Nasty, brutish and short: Thomas Hobbes and the Coalition’s politics of exclusion

Political editor Dr Martin Hirst has been musing on recent political news while re-reading Thomas Hobbes’ Leviathan. His outlook is bleak.

First published on Independent Australia 2 June 2018.

I’m doing a course at my local TAFE this year; it’s a mixed group. I’m one of three oldies (I’d describe myself as a late baby boomer). Apart from a couple of students in their mid 20s, the rest of the group are all in their late teens. We had a discussion this week about what constitutes the zeitgeist — the “spirit of the Age”.

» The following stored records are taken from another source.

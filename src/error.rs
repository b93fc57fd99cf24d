use std::path::PathBuf;
use thiserror::Error;

pub type Result<T> = std::result::Result<T, SweepError>;

/// Fatal conditions that abort a sweep.
///
/// None of these are recoverable: an incomplete scan would make the
/// "unused" list untrustworthy, so the run stops instead of skipping.
#[derive(Error, Debug)]
pub enum SweepError {
    #[error("Path {} is outside the asset tree {}", path.display(), root.display())]
    OutsideTree { path: PathBuf, root: PathBuf },

    #[error("Expected a tree-relative path, got rooted path: {0}")]
    AlreadyRooted(String),

    #[error("Failed to read {}: {source}", path.display())]
    Read {
        path: PathBuf,
        #[source]
        source: std::io::Error,
    },

    #[error("Failed to walk asset tree: {0}")]
    Walk(#[from] ignore::Error),

    #[error("Invalid exclude pattern: {0}")]
    Pattern(#[source] ignore::Error),

    #[error("Root file {0} does not exist in the asset tree")]
    MissingRoot(String),

    #[error("No root files configured")]
    NoRoots,
}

Some of the responses from the millennials in the class got me thinking. In part, I reflected on what I was like when I was 18; I also began to think about Thomas Hobbes and those famous lines from Leviathan about war of “all against all” and the bleak lives – “nasty brutish and short” – that some of us are forced to live.

I was reminded of these passages – from Chapter XIII, ‘Of the natural condition of mankind’ – by some of the fears and concerns expressed by millennial classmates.

For them, the overwhelming zeitgeist is fear. They are scared about the future that is facing them. More importantly, perhaps, they feel powerless to do anything about it.

They talked about how difficult it is for them to find work — even the precarious work of casual shifts in the hospitality or retail industries. They talked about feeling like they’d never be able to afford to buy a house, and their fear of global warming and the damage that we’re doing to the planet.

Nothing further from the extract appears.